**Materials provided**:
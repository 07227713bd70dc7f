//! Push button with a user color and a visual state.

use super::{Behavior, Layout, PropertySet, RenderContext, WidgetFields, WidgetType};
use crate::draw::{ColorRole, DrawOp, FrameStyle, TextFlags, WidgetColor};
use kurbo::{Rect, Size};

const PADDING: f64 = 10.0;
const INSET_LEFT: f64 = 2.0;
const INSET_TOP: f64 = 2.0;
const INSET_RIGHT: f64 = 5.0;
const INSET_BOTTOM: f64 = 4.0;

pub(super) const BEHAVIOR: Behavior = Behavior {
    properties: PropertySet::AUTO_SIZE
        .union(PropertySet::COLOR)
        .union(PropertySet::SINGLE_LINE_TEXT)
        .union(PropertySet::FONT)
        .union(PropertySet::ICON)
        .union(PropertySet::STATE),
    states: &["Normal", "In focus", "Selected", "Disabled"],
    defaults,
    initial_measure: Size::ZERO,
    parse,
    measure,
    render,
};

fn defaults(_: WidgetType, fields: &mut WidgetFields) {
    fields.texts = vec!["button".to_string()];
    fields.state = 0;
    fields.color = WidgetColor::white();
}

fn parse(fields: &WidgetFields) -> Layout {
    Layout::Font(fields.font(true))
}

fn measure(cx: &RenderContext<'_>, previous: Size) -> Size {
    if cx.fields.texts.is_empty() {
        return previous;
    }
    let font = cx.font().cloned().unwrap_or_default();
    Size::new(
        cx.theme.text_width(cx.fields.text(), &font) + PADDING * 2.0,
        cx.theme.line_height(&font) + PADDING * 2.0,
    )
}

fn render(cx: &RenderContext<'_>, size: Size) -> Vec<DrawOp> {
    let rect = size.to_rect();
    let face = Rect::new(
        INSET_LEFT,
        INSET_TOP,
        size.width - INSET_RIGHT,
        size.height - INSET_BOTTOM,
    );
    vec![
        DrawOp::Frame {
            rect,
            style: FrameStyle::Button,
        },
        DrawOp::Background {
            rect: face,
            color: ColorRole::User(cx.fields.color),
        },
        DrawOp::Text {
            rect,
            flags: TextFlags::center(),
            text: cx.fields.text().to_string(),
            font: cx.font().cloned(),
        },
    ]
}

#[cfg(test)]
mod tests {
    use super::*;
    use crate::theme::ApproxTheme;
    use crate::widgets::{BoolProperty, WidgetData};

    #[test]
    fn test_measure_adds_padding() {
        let theme = ApproxTheme::new();
        let mut data = WidgetData::new(WidgetType::Button);
        let size = data.update(Size::ZERO, true, &theme);
        assert_eq!(size, Size::new(57.0, 34.0));
    }

    #[test]
    fn test_drawing_uses_user_color() {
        let theme = ApproxTheme::new();
        let mut data = WidgetData::new(WidgetType::Button);
        let size = data.update(Size::ZERO, true, &theme);
        let red = WidgetColor::new(255, 0, 0);
        assert!(data.set_color(red));
        data.update(size, false, &theme);

        let ops = data.drawing();
        assert_eq!(ops.len(), 3);
        match &ops[1] {
            DrawOp::Background { rect, color } => {
                assert_eq!(*color, ColorRole::User(red));
                assert_eq!(*rect, Rect::new(2.0, 2.0, 52.0, 30.0));
            }
            other => panic!("Expected background, got {other:?}"),
        }
    }

    #[test]
    fn test_font_carries_underline() {
        let mut data = WidgetData::new(WidgetType::Button);
        data.set_bool_property(BoolProperty::Underline, true);
        match parse(data.fields()) {
            Layout::Font(font) => assert!(font.underline),
            _ => panic!("Expected font layout"),
        }
    }
}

**About this task**: Scan the material above for the string "const" and copy every line that has it.

**Task solution**:
const PADDING: f64 = 10.0;
const INSET_LEFT: f64 = 2.0;
const INSET_TOP: f64 = 2.0;
const INSET_RIGHT: f64 = 5.0;
const INSET_BOTTOM: f64 = 4.0;
pub(super) const BEHAVIOR: Behavior = Behavior {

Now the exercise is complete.